Task instructions: Here is a block of records. Copy every line in it that includes "side".

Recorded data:
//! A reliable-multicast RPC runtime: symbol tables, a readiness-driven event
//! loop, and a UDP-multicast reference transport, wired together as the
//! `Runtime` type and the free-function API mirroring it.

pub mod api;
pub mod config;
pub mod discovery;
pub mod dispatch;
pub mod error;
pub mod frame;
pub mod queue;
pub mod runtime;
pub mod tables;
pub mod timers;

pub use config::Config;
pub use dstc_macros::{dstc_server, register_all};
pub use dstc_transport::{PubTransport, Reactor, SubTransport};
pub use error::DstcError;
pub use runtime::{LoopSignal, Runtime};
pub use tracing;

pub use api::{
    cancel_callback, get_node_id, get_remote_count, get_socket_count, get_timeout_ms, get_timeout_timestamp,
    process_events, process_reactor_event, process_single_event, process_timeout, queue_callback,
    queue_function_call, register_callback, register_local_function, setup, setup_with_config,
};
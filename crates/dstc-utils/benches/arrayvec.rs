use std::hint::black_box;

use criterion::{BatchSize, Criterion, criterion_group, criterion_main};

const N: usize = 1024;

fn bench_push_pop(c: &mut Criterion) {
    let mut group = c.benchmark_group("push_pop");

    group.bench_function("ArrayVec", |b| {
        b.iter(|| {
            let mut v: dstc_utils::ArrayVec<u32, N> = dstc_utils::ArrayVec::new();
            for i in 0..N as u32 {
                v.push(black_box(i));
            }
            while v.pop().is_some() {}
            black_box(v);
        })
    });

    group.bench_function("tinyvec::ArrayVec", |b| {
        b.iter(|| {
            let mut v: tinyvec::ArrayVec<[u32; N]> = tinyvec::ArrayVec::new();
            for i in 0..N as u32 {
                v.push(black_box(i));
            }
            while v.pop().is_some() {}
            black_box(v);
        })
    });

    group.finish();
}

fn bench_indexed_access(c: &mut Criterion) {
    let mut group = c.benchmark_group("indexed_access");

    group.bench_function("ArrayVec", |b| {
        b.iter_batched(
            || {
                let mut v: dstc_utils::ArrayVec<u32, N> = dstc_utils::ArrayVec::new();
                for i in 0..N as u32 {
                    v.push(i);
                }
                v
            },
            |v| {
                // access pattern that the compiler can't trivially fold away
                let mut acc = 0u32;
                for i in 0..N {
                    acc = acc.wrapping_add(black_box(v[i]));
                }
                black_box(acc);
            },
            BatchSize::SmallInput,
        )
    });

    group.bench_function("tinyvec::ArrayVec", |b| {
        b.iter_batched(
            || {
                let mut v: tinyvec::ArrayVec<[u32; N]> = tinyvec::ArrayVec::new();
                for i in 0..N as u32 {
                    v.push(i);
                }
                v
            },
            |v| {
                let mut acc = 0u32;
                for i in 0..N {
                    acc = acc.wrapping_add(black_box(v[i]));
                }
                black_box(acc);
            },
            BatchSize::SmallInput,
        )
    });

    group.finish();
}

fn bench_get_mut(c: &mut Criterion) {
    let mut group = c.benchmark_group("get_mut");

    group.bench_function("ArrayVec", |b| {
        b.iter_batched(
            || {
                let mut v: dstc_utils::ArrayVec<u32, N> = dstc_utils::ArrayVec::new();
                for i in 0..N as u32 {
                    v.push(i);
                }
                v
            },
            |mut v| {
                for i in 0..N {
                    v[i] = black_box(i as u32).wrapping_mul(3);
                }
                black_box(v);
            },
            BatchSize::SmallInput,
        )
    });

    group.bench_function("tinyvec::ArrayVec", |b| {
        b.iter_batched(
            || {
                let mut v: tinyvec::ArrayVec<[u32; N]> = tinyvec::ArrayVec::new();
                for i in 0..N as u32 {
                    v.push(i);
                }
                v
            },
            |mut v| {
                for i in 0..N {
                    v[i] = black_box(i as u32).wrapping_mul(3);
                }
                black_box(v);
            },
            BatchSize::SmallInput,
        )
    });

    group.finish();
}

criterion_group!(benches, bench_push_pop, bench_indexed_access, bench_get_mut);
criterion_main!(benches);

---

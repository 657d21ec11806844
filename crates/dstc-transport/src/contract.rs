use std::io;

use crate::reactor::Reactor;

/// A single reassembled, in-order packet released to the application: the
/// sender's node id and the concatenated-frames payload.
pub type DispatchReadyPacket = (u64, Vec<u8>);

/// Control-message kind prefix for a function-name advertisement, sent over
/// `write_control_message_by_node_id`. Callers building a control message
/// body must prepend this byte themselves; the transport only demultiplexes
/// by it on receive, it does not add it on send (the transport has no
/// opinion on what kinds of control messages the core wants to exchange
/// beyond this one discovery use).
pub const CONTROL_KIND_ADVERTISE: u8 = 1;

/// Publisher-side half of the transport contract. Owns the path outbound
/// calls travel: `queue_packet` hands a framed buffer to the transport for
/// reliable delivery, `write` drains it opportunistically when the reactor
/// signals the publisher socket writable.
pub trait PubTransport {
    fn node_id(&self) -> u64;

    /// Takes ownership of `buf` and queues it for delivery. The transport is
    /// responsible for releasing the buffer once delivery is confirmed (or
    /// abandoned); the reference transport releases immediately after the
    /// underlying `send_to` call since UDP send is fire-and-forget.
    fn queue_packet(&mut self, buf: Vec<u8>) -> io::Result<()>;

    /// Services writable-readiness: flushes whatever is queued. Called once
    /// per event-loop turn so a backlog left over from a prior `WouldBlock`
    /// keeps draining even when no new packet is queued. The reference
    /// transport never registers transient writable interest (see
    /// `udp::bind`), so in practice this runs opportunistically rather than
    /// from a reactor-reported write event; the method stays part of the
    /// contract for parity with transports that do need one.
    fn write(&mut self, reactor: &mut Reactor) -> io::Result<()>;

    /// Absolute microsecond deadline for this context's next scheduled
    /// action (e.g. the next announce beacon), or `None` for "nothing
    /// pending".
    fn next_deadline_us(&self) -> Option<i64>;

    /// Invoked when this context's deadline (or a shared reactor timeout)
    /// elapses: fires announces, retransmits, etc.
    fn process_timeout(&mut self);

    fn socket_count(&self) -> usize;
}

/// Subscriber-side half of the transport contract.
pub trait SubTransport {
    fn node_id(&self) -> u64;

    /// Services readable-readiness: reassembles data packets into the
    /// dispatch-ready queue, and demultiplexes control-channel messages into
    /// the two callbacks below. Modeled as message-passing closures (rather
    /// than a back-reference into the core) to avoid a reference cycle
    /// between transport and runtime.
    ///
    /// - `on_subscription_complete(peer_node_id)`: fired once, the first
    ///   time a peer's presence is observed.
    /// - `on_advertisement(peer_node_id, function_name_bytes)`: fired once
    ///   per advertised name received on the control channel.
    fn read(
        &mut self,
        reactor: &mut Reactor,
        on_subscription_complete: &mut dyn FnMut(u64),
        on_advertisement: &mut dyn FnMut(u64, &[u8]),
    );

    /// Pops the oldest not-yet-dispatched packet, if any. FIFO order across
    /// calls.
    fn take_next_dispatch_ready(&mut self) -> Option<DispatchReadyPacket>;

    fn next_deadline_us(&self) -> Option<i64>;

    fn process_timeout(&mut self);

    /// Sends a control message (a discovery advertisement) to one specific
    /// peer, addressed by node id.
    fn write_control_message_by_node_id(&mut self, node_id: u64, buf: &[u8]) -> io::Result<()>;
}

---

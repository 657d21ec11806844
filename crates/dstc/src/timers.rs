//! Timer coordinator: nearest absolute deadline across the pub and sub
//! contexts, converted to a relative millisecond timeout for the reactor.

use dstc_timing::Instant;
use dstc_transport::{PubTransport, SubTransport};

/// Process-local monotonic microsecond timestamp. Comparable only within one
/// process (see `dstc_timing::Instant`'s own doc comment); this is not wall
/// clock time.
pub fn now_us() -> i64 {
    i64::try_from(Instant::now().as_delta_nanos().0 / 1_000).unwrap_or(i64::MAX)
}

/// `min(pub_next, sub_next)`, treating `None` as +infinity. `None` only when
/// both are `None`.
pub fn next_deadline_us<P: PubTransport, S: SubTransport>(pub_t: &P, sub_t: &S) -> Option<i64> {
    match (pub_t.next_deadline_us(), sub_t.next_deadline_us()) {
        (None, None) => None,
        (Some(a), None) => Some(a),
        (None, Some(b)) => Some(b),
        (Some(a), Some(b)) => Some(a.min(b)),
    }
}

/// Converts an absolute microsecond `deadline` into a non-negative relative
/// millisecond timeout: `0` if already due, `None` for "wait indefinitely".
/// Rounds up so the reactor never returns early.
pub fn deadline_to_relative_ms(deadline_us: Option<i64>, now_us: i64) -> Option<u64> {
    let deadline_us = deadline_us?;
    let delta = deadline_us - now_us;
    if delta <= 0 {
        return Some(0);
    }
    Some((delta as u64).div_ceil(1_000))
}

Exercise result:
/// Publisher-side half of the transport contract. Owns the path outbound
/// Subscriber-side half of the transport contract.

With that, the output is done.